Pre-existing anti-poxvirus immunity in cancer patients presents a severe barrier to poxvirus-mediated oncolytic virotherapy. We have explored strategies of immunosuppression (IS) and/or immune evasion for efficient delivery of an oncolytic vaccinia virus (vvDD) to tumors in the pre-immunized mice. Transient IS using immunosuppressive drugs, including tacrolimus, mycophenolate mofetil and methylprednisolone sodium succinate, have been used successfully in organ transplantation. This drug cocktail alone did not enhance viral recovery from subcutaneous tumor after systemic viral delivery.

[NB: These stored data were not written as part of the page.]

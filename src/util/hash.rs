use base64::engine::general_purpose::URL_SAFE;
use base64::Engine;

use crate::core::types::{AuthCode, ClientSecret, HashedAuthCode, HashedClientSecret};
use crate::provider::error::Error;

use super::random::FromRandom;

#[derive(Debug)]
pub struct Salt(pub String);

pub struct HashingService {
    secret_key: String,
}

impl std::fmt::Debug for HashingService {
    fn fmt(&self, f: &mut std::fmt::Formatter<'_>) -> std::fmt::Result {
        write!(f, "HashingService {{ ... }}")
    }
}

pub trait HashTo: AsRef<str> {
    type HashedType;
}

impl HashTo for ClientSecret {
    type HashedType = HashedClientSecret;
}

impl HashTo for AuthCode {
    type HashedType = HashedAuthCode;
}

impl HashingService {
    pub fn with_secret_key(secret_key: String) -> Self {
        Self { secret_key }
    }

    fn get_config(&self) -> argon2::Config<'_> {
        argon2::Config {
            secret: self.secret_key.as_bytes(),
            ..argon2::Config::default()
        }
    }

    pub fn hash<T, H>(&self, to_hash: &T) -> Result<H, Error>
    where
        T: HashTo<HashedType = H>,
        H: From<String>,
    {
        let s = to_hash.as_ref();
        let salt = Salt::from_random();
        let hash = argon2::hash_encoded(s.as_bytes(), salt.0.as_bytes(), &self.get_config())
            .map_err(|e| Error::Storage(e.to_string()))?;

        Ok(hash.into())
    }

    pub fn verify<T, H>(&self, secret: &T, hashed: &H) -> Result<bool, Error>
    where
        T: HashTo<HashedType = H>,
        H: AsRef<str>,
    {
        argon2::verify_encoded_ext(
            hashed.as_ref(),
            secret.as_ref().as_bytes(),
            self.secret_key.as_bytes(),
            &[],
        )
        .map_err(|e| Error::Storage(e.to_string()))
    }

    /// Deterministic digest for values that are looked up by their hash.
    pub fn hash_without_salt<T, H>(&self, to_hash: &T) -> H
    where
        T: HashTo<HashedType = H>,
        H: From<String>,
    {
        use sha2::Digest;

        let digest = sha2::Sha512::digest(to_hash.as_ref().as_bytes());
        URL_SAFE.encode(digest).into()
    }
}
use time::OffsetDateTime;
use tracing::{event, Level};

use crate::auth::{AccessTokenResponse, Storage, TokenRequest, TokenType};
use crate::core::models::Client;
use crate::core::types::{AccessTokenType, GrantType, ResponseType, TokenId};
use crate::crypto::{self, Crypto, Signer};
use crate::oidc::{claim_hash, AccessTokenClaims, IdTokenClaims, UserInfo};
use crate::provider::error::Error;
use crate::provider::scope::remove_userinfo_scopes;

/// Collaborators needed to mint tokens.
pub trait TokenCreator: Send + Sync {
    fn storage(&self) -> &dyn Storage;
    fn crypto(&self) -> &dyn Crypto;
}

/// A freshly minted access token.
#[derive(Debug, Clone)]
pub struct IssuedAccessToken {
    pub token: String,
    pub refresh_token: Option<String>,
    /// Time until expiry including the client's clock skew. Negative when the
    /// store hands out an expiry in the past.
    pub validity: time::Duration,
}

/// Assembles the token endpoint response for `request`.
///
/// The pending authorization behind an [`TokenRequest::Authorization`] is
/// deleted once every token was minted; a failing deletion fails the call.
#[tracing::instrument(skip_all, fields(client_id = %client.id(), subject = request.subject()))]
pub async fn create_token_response(
    issuer: &str,
    request: &TokenRequest,
    client: &dyn Client,
    creator: &dyn TokenCreator,
    issue_access_token: bool,
    code: Option<&str>,
    refresh_token: Option<&str>,
) -> Result<AccessTokenResponse, Error> {
    let issued = if issue_access_token {
        Some(
            create_access_token(
                issuer,
                request,
                client.access_token_type(),
                creator,
                client,
                refresh_token,
            )
            .await?,
        )
    } else {
        None
    };

    let access_token = issued.as_ref().map(|i| i.token.as_str());
    let id_token = create_id_token(
        issuer,
        request,
        client.id_token_lifetime(),
        access_token,
        code,
        creator.storage(),
        client,
    )
    .await?;

    let state = match request {
        TokenRequest::Authorization(auth_request) => {
            event!(Level::DEBUG, "Deleting pending authorization");
            creator.storage().delete_auth_request(&auth_request.id).await?;
            auth_request.state.clone()
        }
        TokenRequest::Refresh(_) => None,
    };

    let (access_token, refresh_token, expires_in) = match issued {
        Some(issued) => (
            issued.token,
            issued.refresh_token,
            issued.validity.whole_seconds().max(0) as u64,
        ),
        None => (String::new(), None, 0),
    };

    Ok(AccessTokenResponse {
        access_token,
        token_type: TokenType::Bearer,
        refresh_token,
        expires_in,
        id_token,
        state,
    })
}

/// Whether a refresh token is minted alongside the access token.
pub fn needs_refresh_token(request: &TokenRequest, client: &dyn Client) -> bool {
    match request {
        TokenRequest::Authorization(auth_request) => {
            auth_request.scope.has_offline_access()
                && auth_request.response_type == ResponseType::Code
                && client.allows_grant_type(GrantType::RefreshToken)
        }
        TokenRequest::Refresh(_) => true,
    }
}

async fn create_tokens(
    request: &TokenRequest,
    storage: &dyn Storage,
    refresh_token: Option<&str>,
    client: &dyn Client,
) -> Result<(TokenId, Option<String>, OffsetDateTime), Error> {
    if needs_refresh_token(request, client) {
        event!(Level::DEBUG, "Minting access and refresh tokens");
        let (id, refresh_token, expiration) = storage
            .create_access_and_refresh_tokens(request, refresh_token)
            .await?;
        return Ok((id, Some(refresh_token), expiration));
    }

    let (id, expiration) = storage.create_access_token(request).await?;
    Ok((id, None, expiration))
}

pub async fn create_access_token(
    issuer: &str,
    request: &TokenRequest,
    access_token_type: AccessTokenType,
    creator: &dyn TokenCreator,
    client: &dyn Client,
    refresh_token: Option<&str>,
) -> Result<IssuedAccessToken, Error> {
    let (id, refresh_token, expiration) =
        create_tokens(request, creator.storage(), refresh_token, client).await?;

    let validity = (expiration + client.clock_skew()) - OffsetDateTime::now_utc();

    let token = match access_token_type {
        AccessTokenType::Jwt => {
            create_jwt(issuer, request, expiration, &id, client, creator.storage()).await?
        }
        AccessTokenType::Bearer => create_bearer_token(&id, request.subject(), creator.crypto())?,
    };

    Ok(IssuedAccessToken {
        token,
        refresh_token,
        validity,
    })
}

/// Opaque token the provider can later decrypt back into id and subject.
pub fn create_bearer_token(
    token_id: &TokenId,
    subject: &str,
    crypto: &dyn Crypto,
) -> Result<String, Error> {
    crypto.encrypt(&format!("{}:{}", token_id, subject))
}

pub async fn create_jwt(
    issuer: &str,
    request: &TokenRequest,
    expiration: OffsetDateTime,
    id: &TokenId,
    client: &dyn Client,
    storage: &dyn Storage,
) -> Result<String, Error> {
    let mut claims = AccessTokenClaims::new(
        issuer,
        request.subject(),
        request.audience(),
        expiration,
        id,
        client.id(),
    );

    let scope = client.restrict_additional_access_token_scopes(request.scope().clone());
    let private_claims = storage
        .get_private_claims_from_scopes(
            request.subject(),
            client.id(),
            &remove_userinfo_scopes(&scope),
        )
        .await?;
    claims.set_private_claims(private_claims);

    let signing_key = storage.signing_key().await?;
    crypto::sign(&claims, &Signer::from(&signing_key))
}

#[tracing::instrument(skip_all, fields(client_id = %client.id()))]
pub async fn create_id_token(
    issuer: &str,
    request: &TokenRequest,
    validity: std::time::Duration,
    access_token: Option<&str>,
    code: Option<&str>,
    storage: &dyn Storage,
    client: &dyn Client,
) -> Result<String, Error> {
    let expiration = OffsetDateTime::now_utc() + client.clock_skew() + validity;

    let (acr, nonce) = match request.as_auth_request() {
        Some(auth_request) => (
            auth_request.acr.as_deref().unwrap_or_default(),
            auth_request.nonce.as_ref().map(|n| n.0.as_str()).unwrap_or_default(),
        ),
        None => ("", ""),
    };

    let mut claims = IdTokenClaims::new(
        issuer,
        request.subject(),
        request.audience(),
        expiration,
        Some(request.auth_time()),
        nonce,
        acr,
        request.amr(),
        request.client_id(),
    );

    let mut scope = client.restrict_additional_id_token_scopes(request.scope().clone());
    let signing_key = storage.signing_key().await?;
    let algorithm = signing_key.signature_algorithm();

    if let Some(access_token) = access_token.filter(|t| !t.is_empty()) {
        claims.set_access_token_hash(claim_hash(access_token, algorithm));
        if !client.id_token_userinfo_claims_assertion() {
            scope = remove_userinfo_scopes(&scope);
        }
    }

    if !scope.is_empty() {
        let mut userinfo = UserInfo::new();
        storage
            .set_userinfo_from_scopes(&mut userinfo, request.subject(), request.client_id(), &scope)
            .await?;
        claims.set_userinfo(userinfo);
    }

    if let Some(code) = code.filter(|c| !c.is_empty()) {
        claims.set_code_hash(claim_hash(code, algorithm));
    }

    crypto::sign(&claims, &Signer::from(&signing_key))
}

Using B cell knockout mice, we confirmed that the neutralizing antibodies played a significant role in preventing poxvirus infection. Using a MC38 peritoneal carcinomatosis (PC) model, we found that the combination of IS and tumor cells as carriers led to the most effective viral delivery, viral replication and viral spread inside the tumor mass. We found that our immunosuppressive drug cocktail facilitated recruitment of tumor-associated macrophages and conversion into an immunosuppressive M2 phenotype (IL-10(hi)/IL-12(low)) in the tumor microenvironment. A combination of IS and carrier cells led to significantly prolonged survival in the tumor model. These results demonstrated the feasibility of treating pre-vaccinated patients with peritoneal carcinomatosis using an oncolytic poxvirus and a combined immune intervention strategy.